DEUTERONOMY 27–29 | Week 11, Day 1 |
When we’re about to enter unexplored land, whether a new school, a new job, or a marriage, we need a ritual of entrance. Some are simple and unstructured; but usually the more significant the event, the more solemn the ritual. As Israel prepared to enter their new homeland, they stood on the slopes of Gerizim and Ebal while the Levites stood in the valley between, pronouncing first a blessing toward Gerizim and then a doom toward Ebal. A Jewish commentator calls it the most imposing, solemn, and impressive event conceived for such an occasion. With each blessing and curse, the people were to say Amen to indicate their agreement with the contract. Only the curses are listed here; rabbis say that the blessings were negations of the dooms.

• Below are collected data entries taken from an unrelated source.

//! Outbound notifications, described independently of Discord's builders.

use chrono::{DateTime, Utc};

use crate::util::text::truncate;

/// Discord's limits on embed field names and values, in characters.
pub const MAX_FIELD_NAME: usize = 256;
pub const MAX_FIELD_VALUE: usize = 1024;

/// Embed colors, matching Discord's palette.
pub mod color {
    pub const RED: u32 = 0xe74c3c;
    pub const ORANGE: u32 = 0xe67e22;
    pub const GREEN: u32 = 0x2ecc71;
    pub const BLUE: u32 = 0x3498db;
    pub const PURPLE: u32 = 0x9b59b6;
}

/// Configured endpoints a workflow can post to.
///
/// Mapped to concrete channel IDs by the notifier implementation.
#[derive(Debug, Clone, Copy, PartialEq, Eq, Hash)]
pub enum Destination {
    ReportLog,
    StaffAlert,
    Commendations,
    ZeusFeedback,
}

/// Posted message reference, returned by a successful send.
#[derive(Debug, Clone, Copy, PartialEq, Eq)]
pub struct MessageRef {
    pub channel_id: u64,
    pub message_id: u64,
}

impl MessageRef {
    /// Link that opens the message in the Discord client.
    pub fn jump_url(&self, guild_id: u64) -> String {
        format!(
            "https://discord.com/channels/{}/{}/{}",
            guild_id, self.channel_id, self.message_id
        )
    }
}

#[derive(Debug, Clone, PartialEq, Eq)]
pub struct EmbedField {
    pub name: String,
    pub value: String,
}

#[derive(Debug, Clone, PartialEq, Eq, Default)]
pub struct Embed {
    pub title: String,
    pub description: Option<String>,
    pub color: u32,
    pub fields: Vec<EmbedField>,
    pub footer: Option<String>,
    pub timestamp: Option<DateTime<Utc>>,
}

impl Embed {
    pub fn new(title: impl Into<String>, color: u32) -> Self {
        Self {
            title: title.into(),
            color,
            ..Default::default()
        }
    }

    pub fn description(mut self, description: impl Into<String>) -> Self {
        self.description = Some(description.into());
        self
    }

    /// Adds a full-width field, cutting the name and value to Discord's limits.
    pub fn field(mut self, name: impl Into<String>, value: impl Into<String>) -> Self {
        let name: String = name.into();
        let value: String = value.into();
        self.fields.push(EmbedField {
            name: truncate(&name, MAX_FIELD_NAME),
            value: truncate(&value, MAX_FIELD_VALUE),
        });
        self
    }

    pub fn footer(mut self, footer: impl Into<String>) -> Self {
        self.footer = Some(footer.into());
        self
    }

    pub fn timestamp(mut self, at: DateTime<Utc>) -> Self {
        self.timestamp = Some(at);
        self
    }

    /// Value of the first field called `name`.
    #[cfg(test)]
    pub fn field_value(&self, name: &str) -> Option<&str> {
        self.fields
            .iter()
            .find(|f| f.name == name)
            .map(|f| f.value.as_str())
    }
}

/// Text content and/or an embed.
#[derive(Debug, Clone, PartialEq, Eq, Default)]
pub struct Notification {
    pub content: Option<String>,
    pub embed: Option<Embed>,
}

impl Notification {
    pub fn text(content: impl Into<String>) -> Self {
        Self {
            content: Some(content.into()),
            embed: None,
        }
    }

    pub fn embed(embed: Embed) -> Self {
        Self {
            content: None,
            embed: Some(embed),
        }
    }

    pub fn with_content(mut self, content: impl Into<String>) -> Self {
        self.content = Some(content.into());
        self
    }
}
//! Service layer: the moderation workflows and the infrastructure they share.
//!
//! Workflows authorize the invoker, read or mutate collections through the
//! [`store::RecordStore`], and talk to Discord only through the ports in [`notify`].
//! Each returns a [`crate::error::workflow::WorkflowError`] the bot layer turns into
//! a reply.

pub mod auth;
pub mod ban;
pub mod bonus;
pub mod candidate;
pub mod commendation;
pub mod draft;
pub mod feedback;
pub mod incident;
pub mod no_show;
pub mod notify;
pub mod store;

#[cfg(test)]
mod test;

The same theme is carried forward in Chapter 28, but this time by a listing of blessings and curses without a list of the commands. The message of doom is longer than the promise of blessings. Perhaps this is because we human beings seem to be moved more by threats than by promises of favor. At the least, the Israelites had to confess that they were properly and vigorously warned!
But in spite of the sometimes threatening language, the call is to the good life. If the Israelites miss, it will be “because you did not serve the LORD your God joyfully and with gladness of heart” (28:47). In Egypt they had been slaves; here they were to be co-workers with God.
PRAYER: Father, make me wise enough to know that blessings and curses are built into life, and that the choice is mine; in Christ.
The curses listed here are probably just a sampling. Under what several headings would you group the ones that are given?